◆ Exercise directions: Check each line of the material. Copy those containing "fields".

[Opening Input data section]

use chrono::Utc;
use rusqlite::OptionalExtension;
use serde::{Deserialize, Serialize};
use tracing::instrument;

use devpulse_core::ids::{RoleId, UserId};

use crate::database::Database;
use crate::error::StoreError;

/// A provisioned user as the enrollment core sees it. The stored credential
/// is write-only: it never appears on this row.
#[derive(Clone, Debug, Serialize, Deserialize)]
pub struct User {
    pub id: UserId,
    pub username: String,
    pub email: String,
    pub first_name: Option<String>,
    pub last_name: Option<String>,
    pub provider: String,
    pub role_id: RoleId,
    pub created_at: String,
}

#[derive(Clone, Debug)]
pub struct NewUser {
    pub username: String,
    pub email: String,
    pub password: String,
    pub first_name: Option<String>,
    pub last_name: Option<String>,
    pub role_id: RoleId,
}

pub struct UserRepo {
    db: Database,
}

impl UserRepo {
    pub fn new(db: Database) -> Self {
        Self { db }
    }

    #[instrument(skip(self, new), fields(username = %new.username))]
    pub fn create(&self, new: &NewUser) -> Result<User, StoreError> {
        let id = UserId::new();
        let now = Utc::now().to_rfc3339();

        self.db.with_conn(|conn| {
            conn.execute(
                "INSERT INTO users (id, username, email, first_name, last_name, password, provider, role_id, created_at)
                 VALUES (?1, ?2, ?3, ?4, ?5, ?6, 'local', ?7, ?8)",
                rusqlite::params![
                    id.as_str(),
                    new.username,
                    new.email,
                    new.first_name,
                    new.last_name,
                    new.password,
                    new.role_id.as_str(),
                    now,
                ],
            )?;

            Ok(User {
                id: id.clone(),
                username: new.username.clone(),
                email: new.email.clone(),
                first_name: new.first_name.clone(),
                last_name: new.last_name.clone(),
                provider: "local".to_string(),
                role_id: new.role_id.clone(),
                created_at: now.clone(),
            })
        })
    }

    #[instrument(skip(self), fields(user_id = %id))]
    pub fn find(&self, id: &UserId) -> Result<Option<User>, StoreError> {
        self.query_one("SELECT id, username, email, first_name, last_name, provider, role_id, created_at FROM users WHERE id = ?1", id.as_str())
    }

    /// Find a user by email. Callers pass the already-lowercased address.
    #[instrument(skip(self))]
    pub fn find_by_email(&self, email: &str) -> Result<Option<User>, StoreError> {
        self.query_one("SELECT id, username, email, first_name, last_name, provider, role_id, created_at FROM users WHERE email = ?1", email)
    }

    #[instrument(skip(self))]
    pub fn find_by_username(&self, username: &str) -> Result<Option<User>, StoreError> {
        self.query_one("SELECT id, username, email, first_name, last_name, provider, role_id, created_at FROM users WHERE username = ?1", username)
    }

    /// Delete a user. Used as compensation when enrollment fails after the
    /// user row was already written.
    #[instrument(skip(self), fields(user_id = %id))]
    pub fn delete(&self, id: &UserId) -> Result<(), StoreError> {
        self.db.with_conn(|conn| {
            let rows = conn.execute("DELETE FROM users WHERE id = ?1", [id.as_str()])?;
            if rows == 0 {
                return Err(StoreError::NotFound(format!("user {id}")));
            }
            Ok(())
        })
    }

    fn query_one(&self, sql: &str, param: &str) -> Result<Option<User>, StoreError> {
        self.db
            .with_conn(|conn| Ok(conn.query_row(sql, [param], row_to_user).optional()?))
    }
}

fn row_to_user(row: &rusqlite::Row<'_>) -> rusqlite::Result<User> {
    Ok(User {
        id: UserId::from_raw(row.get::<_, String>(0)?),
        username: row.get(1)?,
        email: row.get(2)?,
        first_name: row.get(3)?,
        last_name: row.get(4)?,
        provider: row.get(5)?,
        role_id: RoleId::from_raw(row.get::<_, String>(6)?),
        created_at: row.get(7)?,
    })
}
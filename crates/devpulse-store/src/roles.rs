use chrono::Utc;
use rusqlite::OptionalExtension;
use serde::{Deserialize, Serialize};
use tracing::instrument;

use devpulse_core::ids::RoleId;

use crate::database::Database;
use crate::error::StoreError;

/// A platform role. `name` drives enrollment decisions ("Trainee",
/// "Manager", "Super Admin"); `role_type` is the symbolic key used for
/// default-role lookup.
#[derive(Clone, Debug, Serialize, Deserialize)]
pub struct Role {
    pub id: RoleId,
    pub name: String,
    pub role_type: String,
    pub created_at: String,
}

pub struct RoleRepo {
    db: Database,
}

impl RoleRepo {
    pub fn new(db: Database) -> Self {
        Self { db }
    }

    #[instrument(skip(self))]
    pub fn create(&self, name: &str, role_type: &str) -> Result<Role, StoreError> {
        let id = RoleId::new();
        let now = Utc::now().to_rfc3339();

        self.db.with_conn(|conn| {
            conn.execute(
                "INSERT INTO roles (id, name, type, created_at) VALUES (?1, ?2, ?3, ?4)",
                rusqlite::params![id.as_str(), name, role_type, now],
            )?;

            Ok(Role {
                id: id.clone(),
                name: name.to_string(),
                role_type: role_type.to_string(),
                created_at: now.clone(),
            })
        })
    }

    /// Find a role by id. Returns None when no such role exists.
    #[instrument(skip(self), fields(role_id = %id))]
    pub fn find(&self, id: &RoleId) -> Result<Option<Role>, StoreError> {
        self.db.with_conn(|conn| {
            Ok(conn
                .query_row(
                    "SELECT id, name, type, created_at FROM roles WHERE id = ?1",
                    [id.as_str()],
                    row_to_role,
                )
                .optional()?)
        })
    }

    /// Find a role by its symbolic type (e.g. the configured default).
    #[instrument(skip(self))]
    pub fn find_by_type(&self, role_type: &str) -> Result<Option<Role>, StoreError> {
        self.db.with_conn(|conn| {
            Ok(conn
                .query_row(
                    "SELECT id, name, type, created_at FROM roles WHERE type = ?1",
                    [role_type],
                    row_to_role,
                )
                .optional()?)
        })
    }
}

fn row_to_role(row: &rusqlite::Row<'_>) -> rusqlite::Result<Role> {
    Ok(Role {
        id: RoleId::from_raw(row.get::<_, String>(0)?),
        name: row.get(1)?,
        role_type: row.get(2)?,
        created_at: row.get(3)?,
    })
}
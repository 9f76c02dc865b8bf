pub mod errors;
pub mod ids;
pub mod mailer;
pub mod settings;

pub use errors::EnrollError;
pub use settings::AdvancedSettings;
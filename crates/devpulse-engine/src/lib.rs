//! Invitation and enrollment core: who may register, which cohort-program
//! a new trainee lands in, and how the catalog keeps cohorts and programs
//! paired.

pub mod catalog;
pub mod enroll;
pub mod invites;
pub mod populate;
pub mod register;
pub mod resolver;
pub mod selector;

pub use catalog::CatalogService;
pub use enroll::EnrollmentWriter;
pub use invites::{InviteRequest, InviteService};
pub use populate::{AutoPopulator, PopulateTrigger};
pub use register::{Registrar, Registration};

[Closing Input data section]

◆ The answer:
    #[instrument(skip(self, new), fields(username = %new.username))]
    #[instrument(skip(self), fields(user_id = %id))]
    #[instrument(skip(self), fields(user_id = %id))]
    #[instrument(skip(self), fields(role_id = %id))]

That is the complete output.